Wondering how the biggest deals get done by people waking up with the worst hangovers.

On communal hygiene.
How my home society has no conception of it.

On grief.
Do all those people who weep for Steve Jobs really feel grief - at the death of a salesman? No, thinks Max Hugo.

On Vopak.
Visionaries at the top.
Exceptional businessmen. Leo. Mark.
Friends for life.
No pretense.
The external interface.
The red carpet.
KNOC. EIPL. Balikpapan. Hastings.
Great manager. Deficient leader.
I met a Dutchman. The expensive solution to every problem. Petty when it comes to corporate subscriptions.
Write a report. Destroy a soul.
Analysis paralysis.
Cycle of exhaustion.

On 2011.
Surely, the most interesting year in my life yet.
Another year of marital bliss.
Turning 30.
Stepping out of a shell.
Two more jobs for me. One less for Apple.
The ultimate gift to God. At the Wankhede.
Asia Renewables. Self-renewal. Joanna coach.
Going fully digital with the Economist.
My first e-book. The biography of Steve Jobs. Read on an iPad 2.
Bhutan and the Himalayan Dreams.
East Africa and the holiday of a lifetime that we nearly did not go on.
A half-marathon half-run.
Winning a camera in a lucky draw and giving it away to make someone's day.
A friend lost at sea. Many years too soon.
Farewell to Thatha. After a full life.
Swinging clubs. Pushing pedals. Lifting weights.
First time on the A380.
The first few meals of Julie's.
Blissful weekends like the one of 20 November that went: Holland Village with friends, Toast Box, Neighbours over for home-cooked lunch, Affordable Art Fair, Baliwag Manok & Sanskruti at Lau Pa Sat, The Ides of March, Stephen Fry, Golf. Happy.

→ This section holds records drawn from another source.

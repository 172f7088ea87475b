//! Plain-text reports for the terminal.

use calculi_driver::{
    Run,
    demo::{ArithRow, MachineDemo},
};
use calculi_mu::MuError;
use calculi_turing::{Outcome, Program};
use colored::Colorize;
use std::fmt;

const RULE: &str = "-------------";

/// The initial tape, the verdict, and the last configuration of one run.
pub struct RunReport<'a> {
    pub program: &'a Program,
    pub run: &'a Run,
}

impl fmt::Display for RunReport<'_> {
    fn fmt(&self, f: &mut fmt::Formatter<'_>) -> fmt::Result {
        let Run { initial, report } = self.run;
        writeln!(f, "{}", RULE)?;
        writeln!(f, "Initial tape:\n{}", initial)?;
        match report.outcome {
            | Outcome::Halted(_) if report.accepted() => writeln!(f, "Input {}.", "accepted".green())?,
            | Outcome::Halted(_) => writeln!(f, "Input {}.", "not accepted".yellow())?,
            | Outcome::StepLimitExceeded { limit } => {
                writeln!(f, "{}", format!("Step limit of {} exceeded.", limit).red())?
            }
        }
        let state = self.program.name(report.state);
        let verb = if report.halted_normally() { "halted" } else { "stopped" };
        writeln!(f, "Machine {} in state {} after {} steps", verb, state.bold(), report.steps)?;
        writeln!(f, "Final tape configuration:\n{}", report.tape)
    }
}

pub struct DemoReport<'a>(pub &'a MachineDemo);

impl fmt::Display for DemoReport<'_> {
    fn fmt(&self, f: &mut fmt::Formatter<'_>) -> fmt::Result {
        let DemoReport(demo) = self;
        writeln!(f, "{}:", demo.title)?;
        writeln!(f, "{}", "=".repeat(demo.title.chars().count() + 1))?;
        for run in &demo.runs {
            write!(f, "{}", RunReport { program: &demo.machine.program, run })?;
        }
        Ok(())
    }
}

pub struct Value<'a>(pub &'a Result<u64, MuError>);

impl fmt::Display for Value<'_> {
    fn fmt(&self, f: &mut fmt::Formatter<'_>) -> fmt::Result {
        match self.0 {
            | Ok(n) => write!(f, "{}", n),
            | Err(MuError::SearchLimitExceeded { .. }) => write!(f, "{}", "search limit exceeded".red()),
            | Err(err) => write!(f, "{}", err.to_string().red()),
        }
    }
}

pub struct ArithTable<'a>(pub &'a [ArithRow]);

impl fmt::Display for ArithTable<'_> {
    fn fmt(&self, f: &mut fmt::Formatter<'_>) -> fmt::Result {
        for row in self.0 {
            writeln!(f, "{:<9}= {}", row.label, Value(&row.value))?;
        }
        Ok(())
    }
}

Thursday 29 September 2011

Vantage

Why do I have this job in PSA Building? To see Bukom burn right in front of my eyes?

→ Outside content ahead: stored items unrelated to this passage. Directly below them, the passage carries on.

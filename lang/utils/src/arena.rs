use std::ops::Index;

/* ---------------------------------- Index --------------------------------- */

pub use crate::new_key_type;

pub trait IndexLike: Clone + Copy + Eq + std::hash::Hash {
    fn new(idx: usize) -> Self;
    fn index(&self) -> usize;
}

/* ---------------------------------- Arena --------------------------------- */

/// An append-only arena; keys are handed out in allocation order and never reused.
#[derive(Debug, Clone)]
pub struct ArenaDense<Id, T> {
    vec: Vec<T>,
    _marker: std::marker::PhantomData<Id>,
}

impl<Id, T> Default for ArenaDense<Id, T> {
    fn default() -> Self {
        ArenaDense { vec: Vec::new(), _marker: std::marker::PhantomData }
    }
}

impl<Id: IndexLike, T> ArenaDense<Id, T> {
    pub fn new() -> Self {
        Self::default()
    }
    pub fn alloc(&mut self, val: T) -> Id {
        let id = Id::new(self.vec.len());
        self.vec.push(val);
        id
    }
    pub fn get(&self, id: &Id) -> Option<&T> {
        self.vec.get(id.index())
    }
    pub fn len(&self) -> usize {
        self.vec.len()
    }
    pub fn is_empty(&self) -> bool {
        self.vec.is_empty()
    }
    pub fn iter(&self) -> impl Iterator<Item = (Id, &T)> + '_ {
        self.vec.iter().enumerate().map(|(idx, val)| (Id::new(idx), val))
    }
}

impl<Id: IndexLike, T> Index<&Id> for ArenaDense<Id, T> {
    type Output = T;
    fn index(&self, id: &Id) -> &Self::Output {
        &self.vec[id.index()]
    }
}

#[macro_export]
macro_rules! new_key_type {
    ( $(#[$outer:meta])* $vis:vis struct $name:ident ; $($rest:tt)* ) => {
        $(#[$outer])*
        #[derive(Copy, Clone, Eq, PartialEq, Ord, PartialOrd, Hash)]
        $vis struct $name(usize);

        impl $crate::arena::IndexLike for $name {
            fn new(idx: usize) -> Self {
                Self(idx)
            }
            fn index(&self) -> usize {
                self.0
            }
        }

        impl std::fmt::Debug for $name {
            fn fmt(&self, f: &mut std::fmt::Formatter<'_>) -> std::fmt::Result {
                write!(f, "{}({})", stringify!($name), self.0)
            }
        }

        $crate::new_key_type!($($rest)*);
    };

    () => {}
}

It hurts. I wish them well. And, I hope. I know how tough it is.

Wednesday 14 September 2011

Respite

Guangzhou / Hong Kong was good fun.

Chimelong circus - these acrobats always make you go Wow!

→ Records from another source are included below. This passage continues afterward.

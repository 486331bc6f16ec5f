//! Error types for kitrelay-core

use thiserror::Error;

use crate::types::{Capability, KitId};

/// Main error type for the kitrelay-core library
#[derive(Error, Debug)]
pub enum Error {
    /// IO error
    #[error("IO error: {0}")]
    Io(#[from] std::io::Error),

    /// JSON parsing error
    #[error("JSON error: {0}")]
    Json(#[from] serde_json::Error),

    /// Configuration error
    #[error("configuration error: {0}")]
    Config(String),

    /// A single kit configuration block could not be parsed
    #[error("malformed configuration for kit {kit_id}: {message}")]
    MalformedKitConfig { kit_id: KitId, message: String },

    /// The event shape does not fit the requested capability
    #[error("cannot dispatch {event} event with {capability} capability")]
    CapabilityMismatch {
        event: &'static str,
        capability: Capability,
    },

    /// Kit failure surfaced outside of dispatch (e.g. from the factory)
    #[error(transparent)]
    Kit(#[from] KitError),

    /// The coordination context has shut down
    #[error("coordinator is no longer running")]
    CoordinatorClosed,
}

/// Result type alias for kitrelay-core
pub type Result<T> = std::result::Result<T, Error>;

/// Failure raised by a destination while handling a call.
///
/// The engine never propagates these; they are logged with the kit name and
/// the capability that was invoked, and the destination is treated as having
/// not forwarded the call.
#[derive(Error, Debug, Clone, PartialEq, Eq)]
pub enum KitError {
    /// The kit rejected or failed the call
    #[error("{0}")]
    Failed(String),

    /// The kit could not be constructed from its configuration
    #[error("kit construction failed: {0}")]
    Construction(String),

    /// The kit handler panicked
    #[error("kit handler panicked: {0}")]
    Panicked(String),
}

impl KitError {
    pub fn failed(message: impl Into<String>) -> Self {
        KitError::Failed(message.into())
    }
}

/// Result type returned by destination handlers
pub type KitResult<T> = std::result::Result<T, KitError>;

The White Tiger restaurant with three real white tigers in the backyard.

Disneyland - Mickey and Donald will never fail to put that Goofy smile on your face.

And, friends.

Utility

This morning, as I walk into the office, I find our Analyst making excellent use of our Financial Times subscription: table mat for her mee goreng.

Tuesday 30 August 2011

Con

They can get you too.

I was walking back from lunch for the problem-solving test that was part of my McKinsey interview. I was feeling pretty good about how the earlier interview went, and was deep in thought about a work situation that we were trying to resolve. As I was striding purposefully towards Centennial Tower, a sardar sidles up to me from nowhere.

He reckons I seem to be deep in thought. Assures me that everything I wish for will happen, and that great news awaits me on Sep 10. Convinces me that I have never wished evil for anybody else and have never wished for money, so only good things can happen to me. Predicts that a person whose name has an S will make great things happen for me. Insists that my future consists of me running a business. Scribbles something on a scrap of paper and thrusts it into my hand. Asks me to pick a number between 3 and 7 and the name of a flower. As statistical probability would have it, I pick 5 and Rose (as Navneet says, I should have picked champa or chameli instead). Lo and behold, I unwrap the scrap and 5 and rose, it is. He points that out as the strongest sign that only good news awaits me.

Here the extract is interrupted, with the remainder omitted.